Defining Dysfunctional Leadership
Several conceptualizations of bad leadership exist in the extant management and
HR literature. For example, Anderson and Pearson (1999) described the phenomenon of
workplace incivility as consisting of “deviant behavior with ambiguous intent to harm [a]
target” (p. 457). This kind of behavior may occur between many combinations of
workplace arrangements (e.g. coworker to coworker, leader to subordinate, subordinate to
leader), regardless of the power differential that exists. Uncivil behaviors like rudeness,
taking unduly long breaks, or badmouthing others are startlingly common in the
workplace (Reio & Ghosh, 2009).

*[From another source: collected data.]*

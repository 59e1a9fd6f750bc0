//! `rlm` command line: run tasks against the engine and watch the stream.

use std::io::Write;
use std::path::PathBuf;
use std::sync::Arc;

use anyhow::{anyhow, Context, Result};
use clap::{Parser, Subcommand};
use tracing_subscriber::EnvFilter;

use rlm_engine::{
    Engine, EngineConfig, EngineEvent, MockBrowserDriver, ModelClient, ScriptedClient,
};

#[derive(Debug, Parser)]
#[command(name = "rlm", version, about = "Recursive language model engine over browser tabs")]
struct Cli {
    /// Path to the engine configuration file.
    #[arg(long, global = true, default_value = "rlm.toml")]
    config: PathBuf,

    #[command(subcommand)]
    command: Commands,
}

#[derive(Debug, Subcommand)]
enum Commands {
    /// Run a task and print the event stream.
    Run {
        /// The task message.
        task: String,

        /// Use the in-memory driver and a canned model script (no network).
        #[arg(long)]
        mock: bool,

        /// Override the configured iteration cap.
        #[arg(long)]
        max_iterations: Option<u32>,
    },
    /// Show the effective configuration (API key redacted).
    Config,
    /// Encrypt and store an API key in the configuration file.
    SetKey {
        /// The API key value; prompted for when omitted.
        key: Option<String>,
    },
}

#[tokio::main]
async fn main() -> Result<()> {
    tracing_subscriber::fmt()
        .with_env_filter(EnvFilter::try_from_default_env().unwrap_or_else(|_| "info".into()))
        .with_writer(std::io::stderr)
        .init();

    let cli = Cli::parse();
    match cli.command {
        Commands::Run {
            task,
            mock,
            max_iterations,
        } => run_task(&cli.config, &task, mock, max_iterations).await,
        Commands::Config => show_config(&cli.config),
        Commands::SetKey { key } => set_key(&cli.config, key),
    }
}

fn load_config(path: &PathBuf) -> Result<EngineConfig> {
    if path.exists() {
        EngineConfig::load(path).map_err(|err| anyhow!(err))
    } else {
        Ok(EngineConfig::default())
    }
}

async fn run_task(
    config_path: &PathBuf,
    task: &str,
    mock: bool,
    max_iterations: Option<u32>,
) -> Result<()> {
    let mut config = load_config(config_path)?;
    if let Some(cap) = max_iterations {
        config.max_iterations = cap;
    }

    let driver = MockBrowserDriver::with_blank_tab();
    let engine = if mock {
        let script: Arc<dyn ModelClient> = Arc::new(ScriptedClient::from_texts([
            "```repl\nconst pages = tabs;\nenv.count = pages.length;\nlog(`tabs: ${env.count}`);\n```",
            "```repl\nsetFinal(`demo finished with ${env.count} tab(s)`)\n```",
        ]));
        Engine::with_model_clients(config, driver, Arc::clone(&script), script)
    } else {
        Engine::new(config, driver)
    };

    let mut events = engine.subscribe();
    engine
        .submit_task(task)
        .map_err(|err| anyhow!("submit failed: {err}"))?;

    let stdout = std::io::stdout();
    loop {
        let event = match events.recv().await {
            Ok(event) => event,
            Err(_) => break,
        };
        let done = event.is_complete();
        print_event(&stdout, &event)?;
        if done {
            break;
        }
    }
    Ok(())
}

fn print_event(stdout: &std::io::Stdout, event: &EngineEvent) -> Result<()> {
    let mut out = stdout.lock();
    match event {
        EngineEvent::StreamToken { token, .. } => {
            write!(out, "{token}")?;
            out.flush()?;
        }
        EngineEvent::IterationStart { iteration, .. } => {
            writeln!(out, "\n=== iteration {iteration} ===")?;
        }
        EngineEvent::CodeGenerated { code, block_index } => {
            writeln!(out, "\n--- block {block_index} ---\n{code}")?;
        }
        EngineEvent::CodeResult {
            metadata,
            block_index,
            ..
        } => {
            writeln!(out, "--- result {block_index}: {metadata}")?;
        }
        EngineEvent::Log { message } => writeln!(out, "[log] {message}")?,
        EngineEvent::Error { error } => writeln!(out, "[error] {error}")?,
        EngineEvent::Complete { final_value } => {
            writeln!(
                out,
                "\n=== complete: {} ===",
                final_value
                    .as_ref()
                    .map(|value| value.to_string())
                    .unwrap_or_else(|| "null".to_string())
            )?;
        }
        other => {
            writeln!(out, "[event] {}", serde_json::to_string(other)?)?;
        }
    }
    Ok(())
}

fn show_config(path: &PathBuf) -> Result<()> {
    let mut config = load_config(path)?;
    if config.api_key.is_some() {
        config.api_key = Some("<configured>".to_string());
    }
    println!("{}", toml::to_string_pretty(&config).context("render config")?);
    Ok(())
}

fn set_key(path: &PathBuf, key: Option<String>) -> Result<()> {
    let key = match key {
        Some(key) => key,
        None => {
            eprint!("API key: ");
            let mut buffer = String::new();
            std::io::stdin().read_line(&mut buffer)?;
            buffer.trim().to_string()
        }
    };
    if key.is_empty() {
        return Err(anyhow!("empty API key"));
    }
    let mut config = load_config(path)?;
    config.api_key = Some(key);
    config.save(path).map_err(|err| anyhow!(err))?;
    println!("API key stored (encrypted) in {}", path.display());
    Ok(())
}
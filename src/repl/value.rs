//! Result caps and the truncation/error sentinels.

use serde_json::{json, Value};

/// Marker key on oversize results.
pub const TRUNCATED_KEY: &str = "__truncated";
/// Marker key on captured execution failures.
pub const RLM_ERROR_KEY: &str = "__rlm_error";

const STACK_EXCERPT_CHARS: usize = 500;

/// Truncate a string in place to at most `max` characters.
pub fn truncate_chars(text: &mut String, max: usize) {
    if text.chars().count() > max {
        *text = text.chars().take(max).collect();
    }
}

/// Cap a value at `cap` characters of its JSON form.
///
/// Oversize values are replaced by the truncation sentinel carrying the
/// original length and a prefix of the serialized data.
pub fn cap_result(value: Value, cap: usize) -> Value {
    let serialized = value.to_string();
    let length = serialized.chars().count();
    if length <= cap {
        return value;
    }
    let data: String = serialized.chars().take(cap).collect();
    json!({
        TRUNCATED_KEY: true,
        "originalLength": length,
        "data": data,
    })
}

/// Captured execution failure, fed back to the model as metadata.
pub fn rlm_error_sentinel(message: &str, stack: &str) -> Value {
    let mut stack_excerpt = stack.to_string();
    truncate_chars(&mut stack_excerpt, STACK_EXCERPT_CHARS);
    json!({
        RLM_ERROR_KEY: true,
        "message": message,
        "stack": stack_excerpt,
    })
}

pub fn is_truncated(value: &Value) -> bool {
    value
        .get(TRUNCATED_KEY)
        .and_then(Value::as_bool)
        .unwrap_or(false)
}

pub fn is_rlm_error(value: &Value) -> bool {
    value
        .get(RLM_ERROR_KEY)
        .and_then(Value::as_bool)
        .unwrap_or(false)
}

pub fn error_message(value: &Value) -> Option<&str> {
    if is_rlm_error(value) {
        value.get("message").and_then(Value::as_str)
    } else {
        None
    }
}

#[cfg(test)]
mod tests {
    use super::*;

    #[test]
    fn small_values_pass_through() {
        let value = json!({"a": [1, 2, 3]});
        assert_eq!(cap_result(value.clone(), 100_000), value);
    }

    #[test]
    fn oversize_value_becomes_sentinel() {
        let value = Value::String("x".repeat(200_001));
        let capped = cap_result(value, 100_000);
        assert!(is_truncated(&capped));
        assert!(capped["originalLength"].as_u64().unwrap() > 100_000);
        assert_eq!(capped["data"].as_str().unwrap().chars().count(), 100_000);
    }

    #[test]
    fn error_sentinel_trims_stack() {
        let sentinel = rlm_error_sentinel("boom", &"frame\n".repeat(200));
        assert!(is_rlm_error(&sentinel));
        assert_eq!(error_message(&sentinel), Some("boom"));
        assert!(sentinel["stack"].as_str().unwrap().chars().count() <= 500);
    }
}
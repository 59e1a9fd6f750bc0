//! The main-agent iteration loop.
//!
//! Task state machine: `Idle → Running → {Complete | Cancelled | Error}`.
//! Inside `Running`, each iteration walks build-context → stream → extract →
//! execute → record, with cancellation checked at every major suspension
//! point. Exactly one `complete` event terminates the stream.

use std::sync::Arc;
use std::time::Instant;

use async_trait::async_trait;
use parking_lot::Mutex;
use serde_json::Value;
use tokio_util::sync::CancellationToken;
use tracing::{debug, info, warn};

use rlm_event_bus::InMemoryBus;

use crate::browser::BrowserDriver;
use crate::config::EngineConfig;
use crate::context::{self, EnvReport};
use crate::events::{EngineEvent, TaskState, TaskStatus};
use crate::extract;
use crate::llm::{ChatMessage, ModelClient};
use crate::prompts;
use crate::repl::{meta, EngineCallbacks, ReplHandle};
use crate::tab_diff::TabSnapshot;
use crate::tracker::{compose_full_metadata, synthesize_summary, BlockResult, IterationRecord, TaskTracker};

use super::subagent::{self, SubAgentShared, SubCallLedger};

/// How a task run ended, before it is reported as events.
enum RunOutcome {
    Final(Value),
    IterationCapReached,
    Cancelled,
    Error(String),
}

/// Callbacks wired into the main REPL.
struct MainCallbacks {
    bus: Arc<InMemoryBus<EngineEvent>>,
    shared: Arc<SubAgentShared>,
    /// Parent progress digest, refreshed each iteration.
    progress: String,
}

#[async_trait]
impl EngineCallbacks for MainCallbacks {
    async fn on_log(&mut self, message: String) {
        self.bus.emit(EngineEvent::Log { message });
    }

    async fn on_sub_query(&mut self, prompt: String, data: Option<Value>) -> String {
        match subagent::run_sub(&self.shared, prompt, data, &self.progress).await {
            Ok(result) | Err(result) => result,
        }
    }

    async fn on_sub_batch(&mut self, prompts: Vec<String>) -> Value {
        subagent::run_batch(&self.shared, prompts, &self.progress).await
    }
}

pub(crate) struct TaskController {
    pub config: EngineConfig,
    pub driver: Arc<dyn BrowserDriver>,
    pub client: Arc<dyn ModelClient>,
    pub sub_client: Arc<dyn ModelClient>,
    pub bus: Arc<InMemoryBus<EngineEvent>>,
    pub cancel: CancellationToken,
    pub state: Arc<Mutex<TaskState>>,
}

impl TaskController {
    /// Drive the task to completion. Consumes the controller; emits exactly
    /// one `complete` event.
    pub async fn run(self, goal: String) {
        info!(goal = %truncate_for_log(&goal), "task started");
        let outcome = self.run_loop(&goal).await;

        let (status, final_value) = match outcome {
            RunOutcome::Final(value) => (TaskStatus::Complete, Some(value)),
            RunOutcome::IterationCapReached => (
                TaskStatus::Complete,
                Some(Value::String(format!(
                    "Reached maximum iterations ({}). Partial results may be available.",
                    self.config.max_iterations
                ))),
            ),
            RunOutcome::Cancelled => (
                TaskStatus::Cancelled,
                Some(Value::String("Task cancelled by user.".to_string())),
            ),
            RunOutcome::Error(message) => {
                self.bus.emit(EngineEvent::Error { error: message });
                (TaskStatus::Error, None)
            }
        };

        {
            let mut state = self.state.lock();
            state.status = status;
            state.final_value = final_value.clone();
        }
        info!(?status, "task finished");
        self.bus.emit(EngineEvent::Complete {
            final_value,
        });
    }

    async fn run_loop(&self, goal: &str) -> RunOutcome {
        let system = prompts::main_system_prompt();
        let mut tracker = TaskTracker::new(goal, self.config.max_iterations);
        let mut repl = ReplHandle::spawn(
            Arc::clone(&self.driver),
            self.config.limits.clone(),
            true,
        );
        let mut callbacks = MainCallbacks {
            bus: Arc::clone(&self.bus),
            shared: Arc::new(SubAgentShared {
                driver: Arc::clone(&self.driver),
                client: Arc::clone(&self.sub_client),
                bus: Arc::clone(&self.bus),
                limits: self.config.limits.clone(),
                ledger: SubCallLedger::new(self.config.max_sub_calls),
                cancel: self.cancel.clone(),
                parent_goal: goal.to_string(),
            }),
            progress: String::new(),
        };

        let mut conversation: Vec<ChatMessage> = Vec::new();
        let mut last_snapshot = self.snapshot().await;
        let mut consecutive_no_code = 0u32;
        let mut pending_continuation: Option<String> = None;

        for iteration in 1..=self.config.max_iterations {
            if self.cancel.is_cancelled() {
                return RunOutcome::Cancelled;
            }

            let started = Instant::now();
            let started_at = chrono::Utc::now();
            self.state.lock().iteration = iteration;
            self.bus.emit(EngineEvent::IterationStart {
                iteration,
                task_goal: goal.to_string(),
            });

            // Page changes since the previous iteration's snapshot.
            let current_snapshot = self.snapshot().await;
            let page_changes = last_snapshot.diff(&current_snapshot);
            if !page_changes.is_empty() {
                self.bus.emit(EngineEvent::PageChanges {
                    changes: page_changes.clone(),
                });
            }

            // Environment metadata for the prompt (and the observer).
            let descriptors = repl.env_metadata().await;
            if !descriptors.is_empty() {
                self.bus.emit(EngineEvent::EnvUpdate {
                    metadata: meta::descriptors_json(&descriptors),
                });
            }
            let env_report = EnvReport {
                tab_count: current_snapshot.tab_ids().len(),
                active_tab: self.driver.active_tab_id().await.ok().flatten(),
                variables_text: meta::render_descriptors(&descriptors),
            };

            let mut user_message = context::build_user_message(
                iteration,
                &tracker,
                &page_changes,
                &env_report,
                &self.config.limits,
            );
            if let Some(continuation) = pending_continuation.take() {
                user_message = format!("{continuation}\n\n{user_message}");
            }

            let mut messages = conversation.clone();
            messages.push(ChatMessage::user(user_message.clone()));

            // Stream the model response, forwarding tokens in order.
            let (token_tx, mut token_rx) = tokio::sync::mpsc::unbounded_channel::<String>();
            let forward_bus = Arc::clone(&self.bus);
            let forwarder = tokio::spawn(async move {
                while let Some(token) = token_rx.recv().await {
                    forward_bus.emit(EngineEvent::StreamToken { token, iteration });
                }
            });
            let streamed = self
                .client
                .stream(&system, &messages, token_tx, &self.cancel)
                .await;
            let _ = forwarder.await;

            let response_text = match streamed {
                Ok(text) => text,
                Err(err) if err.is_cancelled() || self.cancel.is_cancelled() => {
                    return RunOutcome::Cancelled;
                }
                Err(err) => return RunOutcome::Error(err.to_string()),
            };
            if self.cancel.is_cancelled() {
                return RunOutcome::Cancelled;
            }

            let blocks = extract::extract_blocks(&response_text);
            debug!(iteration, blocks = blocks.len(), "model response parsed");

            if blocks.is_empty() {
                consecutive_no_code += 1;
                if consecutive_no_code >= self.config.limits.max_no_code_continuations {
                    return RunOutcome::Error(format!(
                        "model produced no executable code {consecutive_no_code} times in a row"
                    ));
                }
                conversation.push(ChatMessage::user(user_message));
                conversation.push(ChatMessage::assistant(response_text));
                pending_continuation = Some(context::no_code_continuation());

                tracker.push(IterationRecord {
                    index: iteration,
                    started_at,
                    duration: started.elapsed(),
                    blocks: Vec::new(),
                    summary: synthesize_summary(&[]),
                    full_metadata: compose_full_metadata(&[]),
                    page_changes,
                });
                last_snapshot = self.snapshot().await;
                continue;
            }
            consecutive_no_code = 0;

            callbacks.progress = tracker.progress_summary();

            let mut block_results: Vec<BlockResult> = Vec::new();
            let mut final_value: Option<Value> = None;
            for (block_index, code) in blocks.iter().enumerate() {
                self.bus.emit(EngineEvent::CodeGenerated {
                    code: code.clone(),
                    block_index,
                });
                let outcome = repl.execute(code, &mut callbacks, &self.cancel).await;
                let metadata = meta::result_metadata(&outcome, &self.config.limits);
                self.bus.emit(EngineEvent::CodeResult {
                    metadata: metadata.clone(),
                    block_index,
                    error: outcome.error.clone(),
                });
                block_results.push(BlockResult {
                    code: code.clone(),
                    metadata,
                    error: outcome.error,
                });
                if outcome.final_called {
                    final_value = Some(outcome.final_value.unwrap_or(Value::Null));
                    break;
                }
                if self.cancel.is_cancelled() {
                    break;
                }
            }

            tracker.push(IterationRecord {
                index: iteration,
                started_at,
                duration: started.elapsed(),
                summary: synthesize_summary(&block_results),
                full_metadata: compose_full_metadata(&block_results),
                blocks: block_results,
                page_changes,
            });

            last_snapshot = self.snapshot().await;
            conversation.push(ChatMessage::user(user_message));
            conversation.push(ChatMessage::assistant(response_text));

            if let Some(value) = final_value {
                return RunOutcome::Final(value);
            }
            if self.cancel.is_cancelled() {
                return RunOutcome::Cancelled;
            }
        }

        warn!(
            max_iterations = self.config.max_iterations,
            "iteration cap reached without setFinal"
        );
        RunOutcome::IterationCapReached
    }

    async fn snapshot(&self) -> TabSnapshot {
        match self.driver.list_tabs().await {
            Ok(tabs) => TabSnapshot::capture(&tabs),
            Err(err) => {
                warn!(%err, "tab snapshot failed");
                TabSnapshot::default()
            }
        }
    }
}

fn truncate_for_log(text: &str) -> String {
    if text.chars().count() <= 120 {
        text.to_string()
    } else {
        text.chars().take(120).collect::<String>() + "…"
    }
}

Similar to workplace incivility, the concept of
workplace bullying has gained important scholarly attention. These kinds of behaviors
are distinguishable from workplace incivility in that bullying occupies a space of greater
negativity and intensity than incivility (Bartlett & Bartlett, 2011). Like incivility, the
individuals involved in bullying can vary in their positional influence.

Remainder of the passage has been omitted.